EXERCISE: Please return every line of the records that contains the word "NetworkProvider".

[Collected data]
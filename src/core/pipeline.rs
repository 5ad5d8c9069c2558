use crate::domain::model::{Account, TransactionOutcome, TransactionPayload};
use crate::domain::ports::{NetworkProvider, TransactionSigner};
use crate::utils::error::{MinterError, Result};

/// Sign, broadcast and wait for a payload. Shared by every subcommand.
///
/// The account nonce is consumed even when broadcasting fails afterwards.
pub async fn submit(
    payload: TransactionPayload,
    account: &mut Account,
    signer: &dyn TransactionSigner,
    provider: &dyn NetworkProvider,
) -> Result<TransactionOutcome> {
    // 使用目前 nonce，送出前就遞增
    let mut transaction = payload.into_transaction(account.address.clone(), account.nonce);
    account.increment_nonce();

    // 簽名
    transaction.signature = Some(signer.sign(&transaction)?);
    tracing::debug!(
        "Signed {} with nonce {}",
        transaction.decoded_data().unwrap_or_default(),
        transaction.nonce
    );

    // 廣播並等待交易完成
    let hash = provider.send_transaction(&transaction).await?;
    tracing::info!("Transaction {} sent, waiting for completion", hash);

    let status = provider.await_completed(&hash).await?;
    // 非成功的最終狀態視為錯誤
    if !status.is_successful() {
        return Err(MinterError::TransactionFailed {
            hash: hash.0,
            status: status.0,
        });
    }

    tracing::info!("Transaction {} completed with status {}", hash, status);
    Ok(TransactionOutcome {
        hash,
        status,
        confirmed_at: chrono::Utc::now(),
    })
}
#[cfg(test)]
mod tests {
    use super::*;

    const ALICE: &str = "erd1qyu5wthldzr8wx5c9ucg8kjagg0jfs53s8nr3zpz3hypefsdd8ssycr6th";

    #[test]
    fn test_address_parse() {
        assert!(Address::parse(ALICE).is_ok());
        assert!(Address::parse("").is_err());
        assert!(Address::parse("erd1short").is_err());
        assert!(Address::parse(&ALICE.replace("erd1", "xyz1")).is_err());
        assert!(Address::parse(&ALICE.replacen('q', "b", 1)).is_err());
    }

    #[test]
    fn test_address_parse_checks_the_checksum() {
        // last character changed, alphabet and length still valid
        let corrupted = format!("{}q", &ALICE[..ALICE.len() - 1]);
        assert!(matches!(
            Address::parse(&corrupted),
            Err(MinterError::AddressError { .. })
        ));
    }

    #[test]
    fn test_address_from_public_key() {
        let public_key = ed25519_dalek::SigningKey::from_bytes(&[42u8; 32]).verifying_key();
        let address = Address::from_public_key(public_key.as_bytes()).unwrap();

        assert_eq!(
            address.as_str(),
            "erd1r9lkkglpdjzn934tequ04n2757ymurrkk2fqxdqrn0agk0fk34ssa608ln"
        );
        assert_eq!(Address::parse(address.as_str()).unwrap(), address);
    }

    #[test]
    fn test_balance_from_egld() {
        assert_eq!(Balance::from_egld("0.05").unwrap(), Balance(50_000_000_000_000_000));
        assert_eq!(Balance::from_egld("1").unwrap(), Balance(1_000_000_000_000_000_000));
        assert_eq!(Balance::from_egld(".5").unwrap(), Balance(500_000_000_000_000_000));
        assert_eq!(Balance::from_egld("1e-3").unwrap(), Balance(1_000_000_000_000_000));
        assert_eq!(Balance::from_egld("0.000000000000000001").unwrap(), Balance(1));
        assert_eq!(Balance::from_egld("2.50000000000000000000").unwrap(), Balance(2_500_000_000_000_000_000));
        assert!(Balance::from_egld("abc").is_err());
        assert!(Balance::from_egld("-1").is_err());
        assert!(Balance::from_egld(".").is_err());
        assert!(Balance::from_egld("1.2.3").is_err());
    }

    #[test]
    fn test_balance_rejects_sub_unit_amounts() {
        assert!(Balance::from_egld("0.0000000000000000001").is_err());
        assert!(Balance::from_egld("1.0000000000000000001").is_err());
        assert!(Balance::from_egld("1e-19").is_err());
        assert_eq!(Balance::from_egld("0").unwrap(), Balance::zero());
    }

    #[test]
    fn test_balance_rejects_amounts_beyond_u128() {
        // u128::MAX / 10^18 is about 3.4e20 whole units
        assert!(Balance::from_egld("340282366920938463463").is_ok());
        assert!(Balance::from_egld("340282366920938463464").is_err());
        assert!(Balance::from_egld("1000000000000000000000").is_err());
        assert!(Balance::from_egld("1e21").is_err());
        assert!(Balance::from_egld("1e300").is_err());
    }

    #[test]
    fn test_call_arg_encoding() {
        assert_eq!(CallArg::utf8("MyToken1").to_hex(), "4d79546f6b656e31");
        assert_eq!(CallArg::BigUint(0).to_hex(), "");
        assert_eq!(CallArg::BigUint(1000).to_hex(), "03e8");
        assert_eq!(
            ContractCall::new("issueToken", vec![CallArg::utf8("AB"), CallArg::BigUint(1)]).encode(),
            "issueToken@4142@01"
        );
    }

    #[test]
    fn test_signing_bytes_skip_signature_and_keep_field_order() {
        let contract = SmartContract {
            address: Address::parse(ALICE).unwrap(),
            chain_id: "D".to_string(),
            gas_price: 1_000_000_000,
        };
        let payload = contract.call(ContractCall::new("setLocalRoles", vec![]), 60_000_000, Balance::zero());
        let mut tx = payload.into_transaction(Address::parse(ALICE).unwrap(), 7);
        tx.signature = Some("00".to_string());

        let bytes = tx.serialize_for_signing().unwrap();
        let json = String::from_utf8(bytes).unwrap();

        assert!(json.starts_with(r#"{"nonce":7,"value":"0","receiver":""#));
        assert!(json.contains(r#""gasPrice":1000000000,"gasLimit":60000000,"data":"c2V0TG9jYWxSb2xlcw==","chainID":"D","version":1}"#));
        assert!(!json.contains("signature"));
        assert_eq!(tx.decoded_data().as_deref(), Some("setLocalRoles"));
    }
}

FINISHED EXERCISE:
use crate::domain::ports::{NetworkProvider, TransactionSigner};
    provider: &dyn NetworkProvider,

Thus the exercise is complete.